Pope Francis’ death on Monday introduces the Catholic Church to an uncertain era for which he tried to prepare it. The cardinals will soon be summoned to Rome for the conclave to elect his successor and must now consider if Francis’ vision — a merciful church in which all are welcome — remains the right one or whether an altogether different approach, perhaps one more focused on the demands of the Christian faith, is needed.
Before the conclave starts, the cardinals will spend up to two weeks in Rome meeting to consider what kind of pope is needed, both for the church and for the world. As the discussions go on, they will ask, “Who among us?” Only then do the 135 cardinals eligible to vote — those under 80 years old — go into lockdown in the Sistine Chapel and decide on their choice.
The cardinals will be aware of the moment. In the final months of Francis’ papacy, the West appeared to be fracturing, along with the post-World War II rules-based order. The world now seems a jungle in which might is right, in which imperial centers — America, China, Russia — compete ever more fiercely to assert their sovereignty while trampling on that of smaller nations. The cardinals will take note, too, of a social breakdown within many countries: the increasing collapse of civility and the angry resentment that lie behind the rise of nationalist populism. They will see growing violence and the prospect of more war.
They will wonder what all this now asks of the church as a whole and of the papacy in particular.
While worrying about the threat to democracy and law, most of the cardinals are not likely to mourn the imminent passing of the liberal order, which many may see as the consequence of individualism and market idolatry. They instead may blame Western liberalism for what they consider gross social inequalities, the privatization of morality, the erosion of institutions and the neglect of the common good.

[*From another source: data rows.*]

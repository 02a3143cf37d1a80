use crate::error::{KarvaError, Result};
use crate::functions::{FuncWeight, FunctionRegistry};
use rand::distributions::{Distribution, WeightedIndex};
use rand::Rng;

use super::evolution_engine::Individual;
use super::gene::Symbol;

/// Draws random symbols for gene construction and point mutation.
///
/// Functions are drawn by their configured weight; each input terminal and
/// each constant slot carries an implicit weight of 1 in the head mix. Tail
/// positions draw uniformly from terminals only.
pub struct SymbolSampler {
    function_symbols: Vec<String>,
    head_distribution: WeightedIndex<u32>,
    num_terminals: usize,
    num_constants: usize,
    max_arity: usize,
}

impl SymbolSampler {
    pub fn new(
        registry: &FunctionRegistry,
        weights: &[FuncWeight],
        num_terminals: usize,
        num_constants: usize,
    ) -> Result<Self> {
        if num_terminals == 0 {
            return Err(KarvaError::Configuration(
                "num_terminals must be at least 1".to_string(),
            ));
        }
        let max_arity = registry.max_arity(weights)?;
        let mut combined: Vec<u32> = weights.iter().map(|fw| fw.weight).collect();
        combined.extend(std::iter::repeat(1).take(num_terminals + num_constants));
        let head_distribution = WeightedIndex::new(&combined).map_err(|e| {
            KarvaError::Configuration(format!("invalid function weight table: {}", e))
        })?;
        Ok(Self {
            function_symbols: weights.iter().map(|fw| fw.symbol.clone()).collect(),
            head_distribution,
            num_terminals,
            num_constants,
            max_arity,
        })
    }

    /// Maximum arity across the active function set; sizes gene tails.
    pub fn max_arity(&self) -> usize {
        self.max_arity
    }

    pub fn num_constants(&self) -> usize {
        self.num_constants
    }

    /// A symbol valid for a head position: weighted function or terminal.
    pub fn head_symbol<R: Rng>(&self, rng: &mut R) -> Symbol {
        let pick = self.head_distribution.sample(rng);
        if pick < self.function_symbols.len() {
            Symbol::Func(self.function_symbols[pick].clone())
        } else {
            self.terminal_at(pick - self.function_symbols.len())
        }
    }

    /// A symbol valid for a tail position: terminals only.
    pub fn tail_symbol<R: Rng>(&self, rng: &mut R) -> Symbol {
        self.terminal_at(rng.gen_range(0..self.num_terminals + self.num_constants))
    }

    fn terminal_at(&self, pick: usize) -> Symbol {
        if pick < self.num_terminals {
            Symbol::Input(pick)
        } else {
            Symbol::Const(pick - self.num_terminals)
        }
    }
}

/// Roulette wheel selection: probability proportional to score.
///
/// Negative (and NaN) scores contribute nothing to the wheel; when the whole
/// population is scoreless the pick degrades to uniform random.
pub fn roulette_select<'a, I: Individual, R: Rng>(population: &'a [I], rng: &mut R) -> &'a I {
    let total: f64 = population.iter().map(|i| i.score().max(0.0)).sum();

    if total <= 0.0 {
        return &population[rng.gen_range(0..population.len())];
    }

    let mut spin = rng.gen::<f64>() * total;
    for individual in population {
        spin -= individual.score().max(0.0);
        if spin <= 0.0 {
            return individual;
        }
    }

    // Fallback
    &population[population.len() - 1]
}

/// Scan for the highest score; ties keep the first encountered, and a
/// population of NaN scores keeps the first entity.
pub fn select_champion<I: Individual>(population: &[I]) -> &I {
    let mut best = &population[0];
    for individual in &population[1..] {
        if individual.score() > best.score() {
            best = individual;
        }
    }
    best
}

#[cfg(test)]
mod tests {
    use super::*;

    fn sampler() -> SymbolSampler {
        let weights = vec![FuncWeight::new("+", 2), FuncWeight::new("sqrt", 1)];
        SymbolSampler::new(&FunctionRegistry::new(), &weights, 2, 1).unwrap()
    }

    #[test]
    fn test_tail_symbols_are_terminal_only() {
        let sampler = sampler();
        let mut rng = rand::thread_rng();
        for _ in 0..200 {
            assert!(!sampler.tail_symbol(&mut rng).is_function());
        }
    }

    #[test]
    fn test_head_symbols_cover_all_classes() {
        let sampler = sampler();
        let mut rng = rand::thread_rng();
        let mut saw_function = false;
        let mut saw_input = false;
        let mut saw_const = false;
        for _ in 0..500 {
            match sampler.head_symbol(&mut rng) {
                Symbol::Func(_) => saw_function = true,
                Symbol::Input(_) => saw_input = true,
                Symbol::Const(_) => saw_const = true,
            }
        }
        assert!(saw_function && saw_input && saw_const);
    }

    #[test]
    fn test_sampler_requires_terminals() {
        let weights = vec![FuncWeight::new("+", 1)];
        assert!(SymbolSampler::new(&FunctionRegistry::new(), &weights, 0, 0).is_err());
    }

    #[test]
    fn test_sampler_rejects_unknown_function() {
        let weights = vec![FuncWeight::new("sin", 1)];
        assert!(SymbolSampler::new(&FunctionRegistry::new(), &weights, 1, 0).is_err());
    }

    #[test]
    fn test_max_arity_reflects_function_set() {
        assert_eq!(sampler().max_arity(), 2);
        let unary = vec![FuncWeight::new("neg", 1)];
        let unary_sampler = SymbolSampler::new(&FunctionRegistry::new(), &unary, 1, 0).unwrap();
        assert_eq!(unary_sampler.max_arity(), 1);
    }
}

Many churchmen are traditionally sympathetic to workers; they share the indignation of ordinary people at the way the deck has been stacked in favor of the educated and wealthy and against the working poor. In Africa, Asia and Latin America, from which nearly half of the electors hail, many cardinals are also angry about market-driven globalization. They believe liberal Western values have been imposed on the world, dissolving bonds of trust, tradition, community and family.
At the same time, probably few will be impressed by the rise of strongmen dressed in the flag of nation and faith. Many may regard Donald Trump, Elon Musk and his ilk as nihilists who know how to destroy but not to build and be aghast at the hounding of migrants and the reckless rejection of environmental concern, both of which were core to Catholic social teaching under Francis, who appointed four-fifths of the electors. They will probably see in the new authoritarianism a sign that the state is no longer acting as a brake on what St. Augustine called the “libido dominandi” — the desire to dominate — but now exalts it in the person of an autocrat.
The question the cardinals face today is: How can the church protect and further its mission in this new scenario? For if the liberal state was indifferent to its beliefs but content for the church to do charity, the new authoritarians want the church to bless their pagan ideologies but not speak up for the stranger and the weak.
As a longtime observer of the Vatican and the church, I believe the cardinals are likely to choose a pope who draws clear lines in the sand in defense of the church’s freedom to proclaim its values and who calls out political distortion of its teaching. Some may see an analogy between this time and a century ago, when a pope led the church through another age of waning democracies and rising autocracies. In the time of totalitarianism that led to World War II, Pius XI (1922-39) promoted and defended a plural civil society against the suffocating power of the state. Now, many of the cardinals will think, the new pope must do the same.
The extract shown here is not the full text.